use std::collections::BTreeMap;
use std::fs;
use std::path::{Path, PathBuf};

use dpc_core::{AttributeMode, Catalog, PersistedProductState};
use dpc_lint::LintConfig;
use serde::Deserialize;
use tracing::debug;

pub const CONFIG_FILE: &str = "dpc.config.yaml";
const DEFAULT_CATALOG_PATTERN: &str = "**/*.catalog.json";

/// A catalog file with its path.
pub struct CatalogFile {
    pub path: String,
    pub catalog: Catalog,
}

/// Project configuration from dpc.config.yaml.
#[derive(Debug, Default, Deserialize)]
#[serde(rename_all = "camelCase")]
pub struct DpcConfig {
    pub name: Option<String>,
    pub version: Option<String>,
    /// Glob patterns for catalog files, relative to the config directory.
    pub catalogs: Option<Vec<String>>,
    #[serde(default)]
    pub lint: LintConfig,
    /// Applied to products that do not record a global mode.
    pub global_attribute_mode: Option<AttributeMode>,
}

/// Read project config from the directory, or from beside the file.
pub fn read_project_config(input_path: &Path) -> Result<Option<DpcConfig>, String> {
    let dir = if input_path.is_dir() {
        input_path
    } else {
        match input_path.parent() {
            Some(parent) => parent,
            None => return Ok(None),
        }
    };
    let config_path = dir.join(CONFIG_FILE);
    if !config_path.exists() {
        return Ok(None);
    }

    let content = fs::read_to_string(&config_path)
        .map_err(|e| format!("Failed to read {}: {e}", config_path.display()))?;
    let config: DpcConfig = serde_yaml::from_str(&content)
        .map_err(|e| format!("Invalid YAML config {}: {e}", config_path.display()))?;
    debug!(path = %config_path.display(), name = ?config.name, "project config loaded");
    Ok(Some(config))
}

/// Read catalog files from a path (file or directory).
pub fn read_catalog_files(input_path: &Path) -> Result<Vec<CatalogFile>, String> {
    if !input_path.exists() {
        return Err(format!("Path does not exist: {}", input_path.display()));
    }

    let paths = if input_path.is_file() {
        vec![input_path.to_path_buf()]
    } else if input_path.is_dir() {
        let patterns = read_project_config(input_path)?
            .and_then(|c| c.catalogs)
            .filter(|p| !p.is_empty())
            .unwrap_or_else(|| vec![DEFAULT_CATALOG_PATTERN.to_string()]);
        scan_directory(input_path, &patterns)?
    } else {
        return Err(format!(
            "Path is neither a file nor a directory: {}",
            input_path.display()
        ));
    };

    if paths.is_empty() {
        return Err(format!(
            "No catalog files (*.catalog.json) found at: {}",
            input_path.display()
        ));
    }

    paths
        .into_iter()
        .map(|path| {
            let content = fs::read_to_string(&path)
                .map_err(|e| format!("Failed to read {}: {e}", path.display()))?;
            let catalog =
                Catalog::from_json(&content).map_err(|e| format!("{}: {e}", path.display()))?;
            Ok(CatalogFile {
                path: path.to_string_lossy().to_string(),
                catalog,
            })
        })
        .collect()
}

/// Read and merge every catalog at `input_path`. An entity defined in two
/// files is an error.
pub fn read_catalog(input_path: &Path) -> Result<Catalog, String> {
    let files = read_catalog_files(input_path)?;
    let mut origin: BTreeMap<String, String> = BTreeMap::new();
    let mut entities = BTreeMap::new();

    for file in files {
        for (key, entity) in file.catalog.entities {
            if let Some(first) = origin.get(&key) {
                return Err(format!(
                    "Entity \"{key}\" is defined in both {first} and {}",
                    file.path
                ));
            }
            origin.insert(key.clone(), file.path.clone());
            entities.insert(key, entity);
        }
    }

    Ok(Catalog::new(entities))
}

/// Read a persisted product, applying the project's global attribute mode
/// when the file has none.
pub fn read_product(product_path: &Path) -> Result<PersistedProductState, String> {
    let content = fs::read_to_string(product_path)
        .map_err(|e| format!("Failed to read {}: {e}", product_path.display()))?;
    let mut value: serde_json::Value = serde_json::from_str(&content)
        .map_err(|e| format!("{}: invalid product JSON: {e}", product_path.display()))?;

    let default_mode = read_project_config(product_path)?.and_then(|c| c.global_attribute_mode);
    if let (Some(mode), Some(obj)) = (default_mode, value.as_object_mut()) {
        if !obj.contains_key("globalAttributeMode") {
            let mode = serde_json::to_value(mode)
                .map_err(|e| format!("JSON serialization error: {e}"))?;
            obj.insert("globalAttributeMode".into(), mode);
        }
    }

    PersistedProductState::from_json(&value.to_string())
        .map_err(|e| format!("{}: {e}", product_path.display()))
}

fn scan_directory(dir_path: &Path, patterns: &[String]) -> Result<Vec<PathBuf>, String> {
    let mut paths: Vec<PathBuf> = Vec::new();

    for pattern in patterns {
        let full_pattern = dir_path.join(pattern);
        let pattern_str = full_pattern.to_string_lossy().replace('\\', "/");
        let entries = glob::glob(&pattern_str)
            .map_err(|e| format!("Invalid glob pattern '{pattern}': {e}"))?;

        for entry in entries {
            let path = entry.map_err(|e| format!("Glob error: {e}"))?;
            if path.is_file() && !paths.contains(&path) {
                paths.push(path);
            }
        }
    }

    paths.sort();
    Ok(paths)
}
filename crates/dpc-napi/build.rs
extern crate napi_build;

fn main() {
    napi_build::setup();
}
//! Data product composer Node.js native addon via napi-rs.
//!
//! Used by Node-hosted storage and tooling. All functions take string
//! inputs and return JSON envelope strings.

#[macro_use]
extern crate napi_derive;

use dpc_core::{load_product_to_json, requirements_to_json, suggest_to_json, upgrade_product_to_json};
use dpc_lint::lint_to_json;

/// Level-1 and level-2 suggestions for the entities on the canvas.
///
/// @param catalog_json - catalog `{ entities: { ... } }`
/// @param canvas_keys_json - JSON array of entity keys on the canvas
/// @returns JSON string with `{ success, data?: SuggestionReport, error? }`
#[napi]
pub fn suggest(catalog_json: String, canvas_keys_json: String) -> String {
    suggest_to_json(&catalog_json, &canvas_keys_json)
}

/// Entities the selected entity references that are not on the canvas.
#[napi]
pub fn requirements(catalog_json: String, selected_key: String, canvas_keys_json: String) -> String {
    requirements_to_json(&catalog_json, &selected_key, &canvas_keys_json)
}

/// Rebuild a saved data product and suggest against its canvas.
#[napi(js_name = "loadProduct")]
pub fn load_product(catalog_json: String, product_json: String) -> String {
    load_product_to_json(&catalog_json, &product_json)
}

/// Rewrite a saved data product with stable node ids, e.g. before storing it.
#[napi(js_name = "upgradeProduct")]
pub fn upgrade_product(product_json: String) -> String {
    upgrade_product_to_json(&product_json)
}

/// Lint a catalog.
///
/// @param config_json - `{ rules?: { [ruleId]: "off" | "warn" | "error" } }`, may be empty
/// @returns JSON string with `{ success, data?: LintDiagnostic[], error? }`
#[napi]
pub fn lint(catalog_json: String, config_json: String) -> String {
    lint_to_json(&catalog_json, &config_json)
}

☆ ☆ ☆

| Task to complete |
Using the entries, return every line where the word "struct" can be found.

| Solution to the problem |
pub struct CatalogFile {
pub struct DpcConfig {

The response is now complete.